TASK ITEM:
Lines from the listing that hold the string "AsRef" are what you should return.
_____
//! Minimal POSIX shell program builder
//!
//! Every value interpolated into a generated script goes through [`quote`],
//! so escaping lives in exactly one place.

use std::fmt;

/// Quote `value` as a single POSIX shell word
///
/// Plain words made of safe characters are returned unchanged; anything else
/// is single-quoted with embedded `'` rewritten as `'\''`.
pub fn quote(value: &str) -> String {
    let is_safe = !value.is_empty()
        && value
            .chars()
            .all(|c| c.is_ascii_alphanumeric() || "-_./:,=@%+".contains(c));

    if is_safe {
        value.to_string()
    } else {
        format!("'{}'", value.replace('\'', "'\\''"))
    }
}

/// Ordered list of shell statements, rendered one per line
#[derive(Debug, Clone, Default)]
pub struct ShellScript {
    lines: Vec<String>,
    depth: usize,
}

impl ShellScript {
    pub fn new() -> Self {
        Self::default()
    }

    /// Append a raw statement at the current indentation level
    pub fn line(&mut self, statement: impl AsRef<str>) -> &mut Self {
        let indent = "  ".repeat(self.depth);
        self.lines.push(format!("{}{}", indent, statement.as_ref()));
        self
    }

    /// Append a command built from already-quoted words
    pub fn command<I, S>(&mut self, words: I) -> &mut Self
    where
        I: IntoIterator<Item = S>,
        S: AsRef<str>,
    {
        let joined = words
            .into_iter()
            .map(|w| w.as_ref().to_string())
            .collect::<Vec<_>>()
            .join(" ");
        self.line(joined)
    }

    /// Open a block (`while ...; do`, `cleanup() {`, ...) and indent its body
    pub fn open(&mut self, header: impl AsRef<str>) -> &mut Self {
        self.line(header);
        self.depth += 1;
        self
    }

    /// Close the innermost block with `footer` (`done`, `fi`, `}`)
    pub fn close(&mut self, footer: impl AsRef<str>) -> &mut Self {
        self.depth = self.depth.saturating_sub(1);
        self.line(footer)
    }

    pub fn render(&self) -> String {
        let mut out = self.lines.join("\n");
        out.push('\n');
        out
    }
}

impl fmt::Display for ShellScript {
    fn fmt(&self, f: &mut fmt::Formatter<'_>) -> fmt::Result {
        f.write_str(&self.render())
    }
}
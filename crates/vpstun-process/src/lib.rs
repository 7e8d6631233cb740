//! Supervision primitives for external processes
//!
//! Spawning with append-only logs, the graceful-then-forced stop protocol,
//! an ordered registry of owned processes, and the loopback port prober used
//! to health-check relays.

pub mod binary;
pub mod error;
pub mod managed;
pub mod probe;
pub mod registry;

pub use binary::require_binary;
pub use error::ProcessError;
pub use managed::{ManagedProcess, ProcessSpec, StopOutcome};
pub use probe::{wait_until_listening, wait_until_listening_with, ProbeOptions};
pub use registry::ProcessRegistry;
_____
PROBLEM SOLUTION:
    pub fn line(&mut self, statement: impl AsRef<str>) -> &mut Self {
        S: AsRef<str>,
    pub fn open(&mut self, header: impl AsRef<str>) -> &mut Self {
    pub fn close(&mut self, footer: impl AsRef<str>) -> &mut Self {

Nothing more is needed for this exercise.